## THE PROBLEM
Nothing in the records should change; write them all out exactly.

*** AVAILABLE RECORDS Section Begins ***

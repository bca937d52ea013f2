#![allow(dead_code)]

use async_trait::async_trait;
use chrono::{Duration as ChronoDuration, Utc};
use parking_lot::Mutex;
use price_poller::core::{PollScheduler, TickTimeouts};
use price_poller::interfaces::EventPublisher;
use price_poller::price_infra::connectors::QuoteSource;
use price_poller::storage::InMemoryStore;
use price_poller::{Price, Quote, QuoteError, Result, Sample, Symbol};
use std::collections::HashSet;
use std::sync::Arc;
use std::sync::atomic::{AtomicUsize, Ordering};
use std::time::Duration;
use tokio::sync::Semaphore;

/// Quote source that answers a fixed price and records every call.
pub struct ScriptedSource {
    price: f64,
    calls: AtomicUsize,
    symbols: Mutex<Vec<Symbol>>,
    failing_calls: Mutex<HashSet<usize>>,
    gate: Option<Arc<Semaphore>>,
}

impl ScriptedSource {
    pub fn new(price: f64) -> Self {
        ScriptedSource {
            price,
            calls: AtomicUsize::new(0),
            symbols: Mutex::new(Vec::new()),
            failing_calls: Mutex::new(HashSet::new()),
            gate: None,
        }
    }

    /// Every fetch waits for one permit of the returned semaphore.
    pub fn gated(price: f64) -> (Self, Arc<Semaphore>) {
        let gate = Arc::new(Semaphore::new(0));
        let mut source = Self::new(price);
        source.gate = Some(gate.clone());
        (source, gate)
    }

    /// Makes the `n`th call (1-based) report the source as unavailable.
    pub fn fail_call(&self, n: usize) {
        self.failing_calls.lock().insert(n);
    }

    pub fn calls(&self) -> usize {
        self.calls.load(Ordering::SeqCst)
    }

    pub fn symbols(&self) -> Vec<String> {
        self.symbols.lock().iter().map(|s| s.to_string()).collect()
    }
}

#[async_trait]
impl QuoteSource for ScriptedSource {
    async fn fetch_latest(&self, symbol: &Symbol) -> std::result::Result<Quote, QuoteError> {
        let n = self.calls.fetch_add(1, Ordering::SeqCst) + 1;
        self.symbols.lock().push(symbol.clone());

        if let Some(gate) = &self.gate {
            gate.acquire().await.expect("gate closed").forget();
        }

        if self.failing_calls.lock().contains(&n) {
            return Err(QuoteError::Unavailable("scripted outage".to_string()));
        }

        Ok(Quote {
            price: Price::from_f64(self.price).expect("valid price"),
            observed_at: Utc::now() + ChronoDuration::milliseconds(n as i64),
        })
    }
}

#[derive(Default)]
pub struct CountingPublisher {
    published: AtomicUsize,
}

impl CountingPublisher {
    pub fn count(&self) -> usize {
        self.published.load(Ordering::SeqCst)
    }
}

impl EventPublisher for CountingPublisher {
    fn publish(&self, _sample: &Sample) -> Result<()> {
        self.published.fetch_add(1, Ordering::SeqCst);
        Ok(())
    }
}

pub struct Harness {
    pub scheduler: Arc<PollScheduler>,
    pub source: Arc<ScriptedSource>,
    pub store: Arc<InMemoryStore>,
    pub publisher: Arc<CountingPublisher>,
}

impl Harness {
    pub fn new(source: ScriptedSource) -> Self {
        Self::with_timeouts(source, TickTimeouts {
            fetch: Duration::from_secs(3600),
            store: Duration::from_secs(3600),
        })
    }

    pub fn with_timeouts(source: ScriptedSource, timeouts: TickTimeouts) -> Self {
        let source = Arc::new(source);
        let store = Arc::new(InMemoryStore::new());
        let publisher = Arc::new(CountingPublisher::default());
        let scheduler = Arc::new(PollScheduler::new(
            source.clone(),
            store.clone(),
            publisher.clone(),
            timeouts,
        ));
        Harness { scheduler, source, store, publisher }
    }
}

/// Lets spawned tasks run without advancing the paused clock.
pub async fn settle() {
    for _ in 0..50 {
        tokio::task::yield_now().await;
    }
}

pub async fn advance_secs(secs: u64) {
    tokio::time::sleep(Duration::from_secs(secs)).await;
    settle().await;
}
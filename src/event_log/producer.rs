use crate::config::KafkaConfig;
use crate::error::{Error, Result};
use crate::events::SampleEvent;
use crate::interfaces::EventPublisher;
use crate::observability::metrics::PUBLISH_FAILURES;
use crate::types::Sample;
use rdkafka::producer::{FutureProducer, FutureRecord};
use rdkafka::config::ClientConfig;
use std::sync::atomic::{AtomicU64, Ordering};
use std::time::Duration;
use tokio::runtime::Handle;

/// Publishes samples to a Kafka topic keyed by symbol.
///
/// Delivery runs on a spawned task; `publish` only serializes and enqueues.
pub struct KafkaSamplePublisher {
    producer: FutureProducer,
    topic: String,
    queue_timeout: Duration,
    sequence_counter: AtomicU64,
}

impl KafkaSamplePublisher {
    pub fn new(config: &KafkaConfig) -> Result<Self> {
        let producer: FutureProducer = ClientConfig::new()
            .set("bootstrap.servers", &config.brokers)
            .set("message.timeout.ms", config.message_timeout_ms.to_string())
            .set("compression.type", "lz4")
            .create()
            .map_err(|e| Error::KafkaError(e.to_string()))?;

        Ok(KafkaSamplePublisher {
            producer,
            topic: config.topic.clone(),
            queue_timeout: Duration::from_millis(config.message_timeout_ms),
            sequence_counter: AtomicU64::new(0),
        })
    }
}

impl EventPublisher for KafkaSamplePublisher {
    fn publish(&self, sample: &Sample) -> Result<()> {
        let runtime = Handle::try_current().map_err(|_| Error::RuntimeUnavailable)?;

        let sequence = self.sequence_counter.fetch_add(1, Ordering::SeqCst);
        let event = SampleEvent::new(sample.clone(), sequence);
        let payload = serde_json::to_vec(&event)
            .map_err(|e| Error::SerializationError(e.to_string()))?;
        let key = sample.symbol.to_string();

        let producer = self.producer.clone();
        let topic = self.topic.clone();
        let queue_timeout = self.queue_timeout;

        runtime.spawn(async move {
            let record = FutureRecord::to(&topic)
                .payload(&payload)
                .key(&key);

            match producer.send(record, queue_timeout).await {
                Ok(_) => tracing::debug!(sequence, "Sample event delivered"),
                Err((e, _)) => {
                    PUBLISH_FAILURES.inc();
                    tracing::warn!(sequence, error = %e, "Sample event delivery failed");
                }
            }
        });

        Ok(())
    }
}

*** AVAILABLE RECORDS Section Ends ***

## SOLUTION BELOW
repository bca937d52ea013f2
#![allow(dead_code)]

use async_trait::async_trait;
use chrono::{Duration as ChronoDuration, Utc};
use parking_lot::Mutex;
use price_poller::core::{PollScheduler, TickTimeouts};
use price_poller::interfaces::EventPublisher;
use price_poller::price_infra::connectors::QuoteSource;
use price_poller::storage::InMemoryStore;
use price_poller::{Price, Quote, QuoteError, Result, Sample, Symbol};
use std::collections::HashSet;
use std::sync::Arc;
use std::sync::atomic::{AtomicUsize, Ordering};
use std::time::Duration;
use tokio::sync::Semaphore;

/// Quote source that answers a fixed price and records every call.
pub struct ScriptedSource {
    price: f64,
    calls: AtomicUsize,
    symbols: Mutex<Vec<Symbol>>,
    failing_calls: Mutex<HashSet<usize>>,
    gate: Option<Arc<Semaphore>>,
}

impl ScriptedSource {
    pub fn new(price: f64) -> Self {
        ScriptedSource {
            price,
            calls: AtomicUsize::new(0),
            symbols: Mutex::new(Vec::new()),
            failing_calls: Mutex::new(HashSet::new()),
            gate: None,
        }
    }

    /// Every fetch waits for one permit of the returned semaphore.
    pub fn gated(price: f64) -> (Self, Arc<Semaphore>) {
        let gate = Arc::new(Semaphore::new(0));
        let mut source = Self::new(price);
        source.gate = Some(gate.clone());
        (source, gate)
    }

    /// Makes the `n`th call (1-based) report the source as unavailable.
    pub fn fail_call(&self, n: usize) {
        self.failing_calls.lock().insert(n);
    }

    pub fn calls(&self) -> usize {
        self.calls.load(Ordering::SeqCst)
    }

    pub fn symbols(&self) -> Vec<String> {
        self.symbols.lock().iter().map(|s| s.to_string()).collect()
    }
}

#[async_trait]
impl QuoteSource for ScriptedSource {
    async fn fetch_latest(&self, symbol: &Symbol) -> std::result::Result<Quote, QuoteError> {
        let n = self.calls.fetch_add(1, Ordering::SeqCst) + 1;
        self.symbols.lock().push(symbol.clone());

        if let Some(gate) = &self.gate {
            gate.acquire().await.expect("gate closed").forget();
        }

        if self.failing_calls.lock().contains(&n) {
            return Err(QuoteError::Unavailable("scripted outage".to_string()));
        }

        Ok(Quote {
            price: Price::from_f64(self.price).expect("valid price"),
            observed_at: Utc::now() + ChronoDuration::milliseconds(n as i64),
        })
    }
}

#[derive(Default)]
pub struct CountingPublisher {
    published: AtomicUsize,
}

impl CountingPublisher {
    pub fn count(&self) -> usize {
        self.published.load(Ordering::SeqCst)
    }
}

impl EventPublisher for CountingPublisher {
    fn publish(&self, _sample: &Sample) -> Result<()> {
        self.published.fetch_add(1, Ordering::SeqCst);
        Ok(())
    }
}

pub struct Harness {
    pub scheduler: Arc<PollScheduler>,
    pub source: Arc<ScriptedSource>,
    pub store: Arc<InMemoryStore>,
    pub publisher: Arc<CountingPublisher>,
}

impl Harness {
    pub fn new(source: ScriptedSource) -> Self {
        Self::with_timeouts(source, TickTimeouts {
            fetch: Duration::from_secs(3600),
            store: Duration::from_secs(3600),
        })
    }

    pub fn with_timeouts(source: ScriptedSource, timeouts: TickTimeouts) -> Self {
        let source = Arc::new(source);
        let store = Arc::new(InMemoryStore::new());
        let publisher = Arc::new(CountingPublisher::default());
        let scheduler = Arc::new(PollScheduler::new(
            source.clone(),
            store.clone(),
            publisher.clone(),
            timeouts,
        ));
        Harness { scheduler, source, store, publisher }
    }
}

/// Lets spawned tasks run without advancing the paused clock.
pub async fn settle() {
    for _ in 0..50 {
        tokio::task::yield_now().await;
    }
}

pub async fn advance_secs(secs: u64) {
    tokio::time::sleep(Duration::from_secs(secs)).await;
    settle().await;
}
filename src/event_log/producer.rs
use crate::config::KafkaConfig;
use crate::error::{Error, Result};
use crate::events::SampleEvent;
use crate::interfaces::EventPublisher;
use crate::observability::metrics::PUBLISH_FAILURES;
use crate::types::Sample;
use rdkafka::producer::{FutureProducer, FutureRecord};
use rdkafka::config::ClientConfig;
use std::sync::atomic::{AtomicU64, Ordering};
use std::time::Duration;
use tokio::runtime::Handle;

/// Publishes samples to a Kafka topic keyed by symbol.
///
/// Delivery runs on a spawned task; `publish` only serializes and enqueues.
pub struct KafkaSamplePublisher {
    producer: FutureProducer,
    topic: String,
    queue_timeout: Duration,
    sequence_counter: AtomicU64,
}

impl KafkaSamplePublisher {
    pub fn new(config: &KafkaConfig) -> Result<Self> {
        let producer: FutureProducer = ClientConfig::new()
            .set("bootstrap.servers", &config.brokers)
            .set("message.timeout.ms", config.message_timeout_ms.to_string())
            .set("compression.type", "lz4")
            .create()
            .map_err(|e| Error::KafkaError(e.to_string()))?;

        Ok(KafkaSamplePublisher {
            producer,
            topic: config.topic.clone(),
            queue_timeout: Duration::from_millis(config.message_timeout_ms),
            sequence_counter: AtomicU64::new(0),
        })
    }
}

impl EventPublisher for KafkaSamplePublisher {
    fn publish(&self, sample: &Sample) -> Result<()> {
        let runtime = Handle::try_current().map_err(|_| Error::RuntimeUnavailable)?;

        let sequence = self.sequence_counter.fetch_add(1, Ordering::SeqCst);
        let event = SampleEvent::new(sample.clone(), sequence);
        let payload = serde_json::to_vec(&event)
            .map_err(|e| Error::SerializationError(e.to_string()))?;
        let key = sample.symbol.to_string();

        let producer = self.producer.clone();
        let topic = self.topic.clone();
        let queue_timeout = self.queue_timeout;

        runtime.spawn(async move {
            let record = FutureRecord::to(&topic)
                .payload(&payload)
                .key(&key);

            match producer.send(record, queue_timeout).await {
                Ok(_) => tracing::debug!(sequence, "Sample event delivered"),
                Err((e, _)) => {
                    PUBLISH_FAILURES.inc();
                    tracing::warn!(sequence, error = %e, "Sample event delivery failed");
                }
            }
        });

        Ok(())
    }
}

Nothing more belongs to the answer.